Each person is likely to identify best with a given version of WoW.  You can read forums or other blogs and people will proclaim “BC was the best!”, “LFG killed WoW”, “AQ rules” (no one says this).  Rose colored glasses abound and few people, for any given form of media, will proclaim that today’s version is the best.  It takes time to digest what you have today and when it’s fresh, you really see the good and the bad.  When you look back on any memory, you tend to see the good in it rather than the bad.  If it was bad, you wouldn’t be thinking about it right?

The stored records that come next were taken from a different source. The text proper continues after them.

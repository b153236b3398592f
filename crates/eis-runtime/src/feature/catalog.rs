//! The officer feature catalog
//!
//! The set of features is closed: every feature is a `FeatureName` variant
//! with a fixed kind, scope, imputation policy, output columns and SQL
//! builder.

use crate::feature::definition::{QueryBuilder, Scope};
use crate::feature::queries::{self, AGG_ALIAS, CAD_STATS};
use eis_core::{FeatureKind, ImputationPolicy};
use std::fmt;
use std::str::FromStr;

/// Declares the feature enum together with its exhaustive list and wire names
macro_rules! feature_names {
    ($($variant:ident => $name:literal,)+) => {
        /// Every feature the registry can construct
        #[derive(Debug, Clone, Copy, PartialEq, Eq, Hash, PartialOrd, Ord)]
        pub enum FeatureName {
            $($variant,)+
        }

        impl FeatureName {
            /// Every variant, in declaration order
            pub const ALL: &'static [FeatureName] = &[$(FeatureName::$variant,)+];

            pub fn as_str(self) -> &'static str {
                match self {
                    $(FeatureName::$variant => $name,)+
                }
            }
        }
    };
}

feature_names! {
    HeightWeight => "height_weight",
    Education => "education",
    MaritalStatus => "marital_status",
    MaleFemale => "male_female",
    Race => "race",
    YearsExperience => "years_experience",
    DaysExperience => "days_experience",
    OfficerAge => "officer_age",
    OfficerAgeAtHire => "officer_age_at_hire",
    CareerArrests => "career_arrests",
    RecentArrests => "recent_arrests",
    CareerNpcArrests => "career_npc_arrests",
    RecentNpcArrests => "recent_npc_arrests",
    CareerDiscArrests => "career_disc_arrests",
    RecentDiscArrests => "recent_disc_arrests",
    DiscOnlyArrests => "disc_only_arrests",
    ArrestTimeOfDay => "arrest_time_of_day",
    ArresteeAge => "arrestee_age",
    ArrestRateDelta => "arrest_rate_delta",
    ArrestCentroids => "arrest_centroids",
    ArrestTimeseries => "arrest_timeseries",
    CareerNpcCitations => "career_npc_citations",
    RecentNpcCitations => "recent_npc_citations",
    CareerCitations => "career_citations",
    RecentCitations => "recent_citations",
    CareerCadStats => "career_cad_stats",
    RecentCadStats => "recent_cad_stats",
    CareerFi => "career_fi",
    RecentFi => "recent_fi",
    CareerNontrafficFi => "career_nontraffic_fi",
    RecentNontrafficFi => "recent_nontraffic_fi",
    CareerHighCrimeFi => "career_high_crime_fi",
    RecentHighCrimeFi => "recent_high_crime_fi",
    CareerLoiterFi => "career_loiter_fi",
    RecentLoiterFi => "recent_loiter_fi",
    CareerBlackFi => "career_black_fi",
    CareerWhiteFi => "career_white_fi",
    FiAvgSuspectAge => "fi_avg_suspect_age",
    FiAvgTimeOfDay => "fi_avg_time_of_day",
    FiTimeseries => "fi_timeseries",
    Suicides => "suicides",
    JuvenileVictims => "juvenile_victims",
    DomesticViolence => "domestic_violence",
    HateIncidents => "hate_incidents",
    NarcoticsIncidents => "narcotics_incidents",
    GangIncidents => "gang_incidents",
    PersonalWeapons => "personal_weapons",
    AvgVictimAge => "avg_victim_age",
    MinVictimAge => "min_victim_age",
}

/// Static definition of one catalog feature
pub(crate) struct CatalogEntry {
    pub description: &'static str,
    pub kind: FeatureKind,
    pub scope: Scope,
    pub imputation: ImputationPolicy,
    /// (query alias, published sub-feature name)
    pub columns: Vec<(&'static str, String)>,
    pub builder: QueryBuilder,
}

impl CatalogEntry {
    fn new(description: &'static str, kind: FeatureKind, scope: Scope, builder: QueryBuilder) -> Self {
        Self {
            description,
            kind,
            scope,
            imputation: ImputationPolicy::None,
            columns: Vec::new(),
            builder,
        }
    }

    fn column(mut self, alias: &'static str, name: &str) -> Self {
        self.columns.push((alias, name.to_string()));
        self
    }

    fn imputed(mut self, policy: ImputationPolicy) -> Self {
        self.imputation = policy;
        self
    }

    /// Officer attribute, imputed by mean
    fn attribute(description: &'static str, kind: FeatureKind, scope: Scope, builder: QueryBuilder) -> Self {
        Self::new(description, kind, scope, builder).imputed(ImputationPolicy::Mean)
    }

    /// Single aggregate column; counts are zero when absent
    fn count(description: &'static str, scope: Scope, name: &str, builder: QueryBuilder) -> Self {
        Self::new(description, FeatureKind::Scalar, scope, builder)
            .column(AGG_ALIAS, name)
            .imputed(ImputationPolicy::Zero)
    }
}
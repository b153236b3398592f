//! Tabular query results

use eis_core::Value;
use serde::{Deserialize, Serialize};
use std::collections::HashMap;

static NULL: Value = Value::Null;

/// Result of one read-only query
#[derive(Debug, Clone, Default, Serialize, Deserialize)]
pub struct QueryResult {
    /// Column names in select order
    pub columns: Vec<String>,

    /// Result rows keyed by column name
    pub rows: Vec<HashMap<String, Value>>,

    /// Execution time in milliseconds
    pub execution_time_ms: u64,

    /// Data source that provided the result
    pub source: String,
}

impl QueryResult {
    /// Build a result from positional rows
    pub fn from_rows(columns: &[&str], rows: Vec<Vec<Value>>) -> Self {
        let columns: Vec<String> = columns.iter().map(|c| c.to_string()).collect();
        let rows = rows
            .into_iter()
            .map(|row| columns.iter().cloned().zip(row).collect())
            .collect();
        Self {
            columns,
            rows,
            execution_time_ms: 0,
            source: String::new(),
        }
    }

    /// An empty result with the given columns
    pub fn empty(columns: &[&str]) -> Self {
        Self::from_rows(columns, Vec::new())
    }

    pub fn len(&self) -> usize {
        self.rows.len()
    }

    pub fn is_empty(&self) -> bool {
        self.rows.is_empty()
    }

    /// Cell lookup; absent columns read as null
    pub fn get(&self, row: usize, column: &str) -> &Value {
        self.rows
            .get(row)
            .and_then(|r| r.get(column))
            .unwrap_or(&NULL)
    }
}
//! Categorical expansion
//!
//! Turns a single nominal column into 0/1 indicator columns.

use crate::error::{Result, RuntimeError};
use eis_core::{NormalizedFeatureFrame, RawFeatureFrame, Value};
use tracing::{debug, warn};

/// Expands nominal columns into indicator columns.
///
/// Categories are the distinct non-null, non-blank values in order of first
/// appearance, lowercased and deduplicated after lowercasing (so `"Male"` and
/// `"MALE"` are the same category). Exactly two categories collapse into a
/// single `is_<first>` column. Otherwise each string category gets its own
/// `is_<category>` column and non-string categories get none. Fewer than two
/// categories produce no columns at all.
#[derive(Debug, Clone, Copy, Default)]
pub struct CategoricalExpander;

impl CategoricalExpander {
    pub fn new() -> Self {
        Self
    }

    /// Expand the single value column of `raw`.
    ///
    /// Returns the indicator frame, indexed by entity id (first row wins), and
    /// the generated column names in order.
    pub fn expand(&self, raw: &RawFeatureFrame) -> Result<(NormalizedFeatureFrame, Vec<String>)> {
        if raw.columns().len() != 1 {
            return Err(RuntimeError::TypeError(format!(
                "categorical expansion needs exactly one value column, got {}",
                raw.columns().len()
            )));
        }
        let column = &raw.columns()[0];

        let mut categories: Vec<Value> = Vec::new();
        for row in raw.rows() {
            if let Some(category) = normalize(&row.values[0]) {
                if !categories.contains(&category) {
                    categories.push(category);
                }
            }
        }

        let indicators: Vec<(String, Value)> = match categories.len() {
            0 | 1 => {
                warn!(
                    "Column '{}' has {} usable categor{}; no indicator columns generated",
                    column,
                    categories.len(),
                    if categories.len() == 1 { "y" } else { "ies" }
                );
                Vec::new()
            }
            2 => vec![(indicator_name(&categories[0]), categories[0].clone())],
            _ => categories
                .into_iter()
                .filter(|c| matches!(c, Value::String(_)))
                .map(|c| (indicator_name(&c), c))
                .collect(),
        };

        let names: Vec<String> = indicators.iter().map(|(name, _)| name.clone()).collect();
        let mut frame = NormalizedFeatureFrame::new(names.clone());

        for row in raw.rows() {
            let value = normalize(&row.values[0]);
            let flags = indicators
                .iter()
                .map(|(_, category)| {
                    let hit = value.as_ref() == Some(category);
                    Some(if hit { 1.0 } else { 0.0 })
                })
                .collect();
            frame.insert(row.entity.clone(), flags)?;
        }

        debug!("Expanded '{}' into {:?}", column, names);
        Ok((frame, names))
    }
}

/// Normalized category of a cell; `None` for missing and blank values
fn normalize(value: &Value) -> Option<Value> {
    match value {
        Value::Null => None,
        Value::String(s) if s.trim().is_empty() => None,
        Value::String(s) => Some(Value::String(s.to_lowercase())),
        Value::Number(n) if n.is_nan() => None,
        other => Some(other.clone()),
    }
}

fn indicator_name(category: &Value) -> String {
    format!("is_{}", category)
}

Which I guess makes most of the 10 year anniversary MC runs look hilarious.  It’s pure chaos, with maybe a half dozen people running the whole show.  The difficulty is half of what it was once you’re in the zone and there’s no roster boss (actually finding 40 people to do it, getting them attuned and then having them travel to the instance).  It’s so different from what it was yet still people find it hard to get through.

Moving Forward

And honestly, in today’s market place of MMOs and games, you are at a great buffet of options and all sorts of price points and all sorts of mechanics.  If you can’t find something out there that pleases you, across hundreds of games, then maybe it’s not the market that’s the issue.  Maybe you’ve just graduated to grumpy ol’ bugger, sitting on the porch in a rocking chair, complaining about loud music the kids are playing these days.  We all know how much attention and credence those get.

Once people start to accept the fact that an MMO cannot be static and that a return to the past isn’t possible, maybe they’ll be ok with the fact that they are allowed to move on to another game.  Players tastes change with time.  Their schedules as well.  You finish school, get a job, then a career.  Maybe get married and have kids.  I read some of the guild invite spam and there’s always one that goes

Casual raiders wanted.  Schedule W-T-Su, 8-11.  Attendance is mandatory.

And I think to myself, I used to do that but I can’t anymore.  And when did that become casual?  I’ll try something else.  And I’ll have some fun.  ‘Cause that’s the reason we game in the first place, to have fun.